The first time I heard the term “big data,” I was at a Gartner summit on BPM. John Mahoney, a VP and distinguished analyst, was talking about a world not too far in the future where everything—cars, parking meters, bread makers, diapers . . . pretty much everything—would be equipped with wireless cards and IP addresses. The net result would be, to say the least, “big data” being generated and uploaded into the cloud. Everything from traffic flows to information on soiled undergarments would be routed into processing farms for any number of analytic reasons.

Not long after that, I was at an LSC conference listening to Todd Park, Chief Technology Officer for the United States, who was defining a different type of “big data”: the mountains of information gathered over the course of decades by the various government agencies—rainfall totals, corn crops, birth rates, and so on. While the various government agencies may have had no real end in mind when they undertook such data-gathering exercises, they nonetheless soldiered on, the result being data sets so large it takes thousands of processing cores working in unison to even make a dent in trend analysis.

All of the talk about “big data” begs an important question: why does anyone care about gigantic volumes of unstructured, gobbledygook data?

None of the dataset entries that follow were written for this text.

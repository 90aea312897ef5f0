//! # Receiver Types
//!
//! Receivers are the charities a shopper can pick in the checkout widget.
//! The API hands them out per countrycode together with a validity window.

use chrono::{DateTime, Utc};
use serde::{Deserialize, Serialize};
use std::any::Any;
use std::collections::HashMap;
use std::fmt::Debug;

/// Image URLs keyed by orientation ("horizontal", "vertical") then size
/// ("small", "medium", "large")
pub type ReceiverImages = HashMap<String, HashMap<String, String>>;

/// Wire shape of a receiver
#[derive(Debug, Clone, Default, PartialEq, Serialize, Deserialize)]
#[serde(rename_all = "camelCase", default)]
pub struct ReceiverRecord {
    pub id: u32,
    pub name: String,
    pub description: String,
    pub images: ReceiverImages,

    /// Countrycode the receiver was delivered for
    pub countrycode: String,

    /// Receivers must be refetched after this point
    #[serde(skip_serializing_if = "Option::is_none")]
    pub valid_time: Option<DateTime<Utc>>,
}

impl ReceiverRecord {
    pub fn new(id: u32, name: impl Into<String>, description: impl Into<String>) -> Self {
        Self {
            id,
            name: name.into(),
            description: description.into(),
            ..Self::default()
        }
    }

    /// Builder: add an image URL
    pub fn with_image(
        mut self,
        orientation: impl Into<String>,
        size: impl Into<String>,
        url: impl Into<String>,
    ) -> Self {
        self.images
            .entry(orientation.into())
            .or_default()
            .insert(size.into(), url.into());
        self
    }

    /// Look up an image URL
    pub fn image(&self, orientation: &str, size: &str) -> Option<&str> {
        self.images
            .get(orientation)
            .and_then(|sizes| sizes.get(size))
            .map(|s| s.as_str())
    }

    /// Check if the receiver data is still valid
    pub fn is_valid(&self) -> bool {
        self.valid_time.map(|t| t > Utc::now()).unwrap_or(true)
    }
}

/// A receiver as seen by the SDK.
///
/// Same extension story as [`Donation`](crate::donation::Donation).
pub trait Receiver: Any + Debug + Send + Sync {
    fn record(&self) -> &ReceiverRecord;

    fn record_mut(&mut self) -> &mut ReceiverRecord;

    /// Access to the concrete type, for downcasting
    fn as_any(&self) -> &dyn Any;
}

/// Default receiver implementation
#[derive(Debug, Clone, Default, PartialEq)]
pub struct BaseReceiver {
    record: ReceiverRecord,
}

impl BaseReceiver {
    pub fn new(record: ReceiverRecord) -> Self {
        Self { record }
    }
}

impl Receiver for BaseReceiver {
    fn record(&self) -> &ReceiverRecord {
        &self.record
    }

    fn record_mut(&mut self) -> &mut ReceiverRecord {
        &mut self.record
    }

    fn as_any(&self) -> &dyn Any {
        self
    }
}
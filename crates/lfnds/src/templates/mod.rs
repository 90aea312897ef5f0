//! # Templates
//!
//! Ready-made configurations for the two pages a shop integrates:
//! the checkout page offering the donation, and the order success page
//! confirming it.

mod checkout_success;
mod shop;

pub use checkout_success::{CheckoutSuccessConfiguration, CHECKOUT_SUCCESS_TEMPLATE};
pub use shop::{ShopConfiguration, Skin, Theme, SHOP_TEMPLATE};

/// Render minor units as `units.cents`, e.g. `960` → `"9.60"`
pub fn format_amount(cents: i64) -> String {
    let sign = if cents < 0 { "-" } else { "" };
    let cents = cents.unsigned_abs();
    format!("{}{}.{:02}", sign, cents / 100, cents % 100)
}

/// Cents needed to round `cents` up to the next full unit.
///
/// A total that is already whole gets a full unit.
pub fn suggested_round_up(cents: i64) -> i64 {
    100 - cents.rem_euclid(100)
}
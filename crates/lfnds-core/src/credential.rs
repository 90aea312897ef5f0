//! # Credential Derivation
//!
//! The donation API never sees the raw API key. Every call is authenticated
//! with a hashed key instead: the lowercase hex SHA-1 digest of the client
//! id (decimal) immediately followed by the API key.
//!
//! ```text
//! hashed_key = hex(sha1(format!("{client_id}{api_key}")))
//! ```
//!
//! There is no separator between the two parts, so `(1, "23")` and
//! `(12, "3")` produce the same digest. The format is dictated by the API.

use sha1::{Digest, Sha1};

/// Derive the hashed key used to authenticate API calls.
pub fn derive_hashed_key(client_id: u32, api_key: &str) -> String {
    let mut hasher = Sha1::new();
    hasher.update(client_id.to_string().as_bytes());
    hasher.update(api_key.as_bytes());
    hex::encode(hasher.finalize())
}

The answer, of course, is the notion that massive data sets, if they can be processed and analyzed effectively, can be used to predict the future—anything from an outbreak of influenza to a regional spike in dairy consumption.

Technical stock/commodities traders have long had a handle on this idea. Plot the daily trading activity of a stock on a chart over the course of a few decades, and you’ll see patterns emerge. Find out what the patterns mean, and you’ll be able to predict with reasonable accuracy what a stock will do—maybe not tomorrow or in the next month, but over the course of the next few years.

Recently, I was asked the question, “what does big data have to do with document generation?” Now that’s a tough one, but I’ll take a crack at it anyway. Predictive analytics applied to massive data sets are looking specifically for trends—the purpose being, perhaps, to predict and prevent calamity, to monetize on events that are likely to occur, or to forecast any number of other eventualities for other reasons.

Given that document-generation process applications are highly structured and require specific data entered into a process interview in the correct format, predictive analytic applications would need to reduce data trends to precise data points that could be used in Boolean, mathematical, and other types of expressions. Such expressions could then be used in conditional logic in document models to assemble blocks of text that are customized entirely without human interaction.

Assume, for example, that we live in John Mahoney’s world where cars (and everything else, for that matter) are in constant contact with the internet. Based on the number of cars within a stretch of road coupled with the average rate of speed of the cars, data could be fed into a HotDocs interview that would generate a traffic report that could be sent to mobile devices advising motorists to take an alternate route when necessary (there are probably better ways to handle such a scenario, but you get the idea.)

A more relevant example might involve a government agency (say Caltrans, for example, which manages a multi-billion dollar road-building budget in California). Based on traffic flows over the course of time, predictive analysis could yield precise data points that could guide engineering teams when making estimates and could ultimately be used in the scripting logic of document-generation process applications.

The key, again, is rendering the “big data” set into discreet data items (“answers”) that can be fed into a document-generation process interview.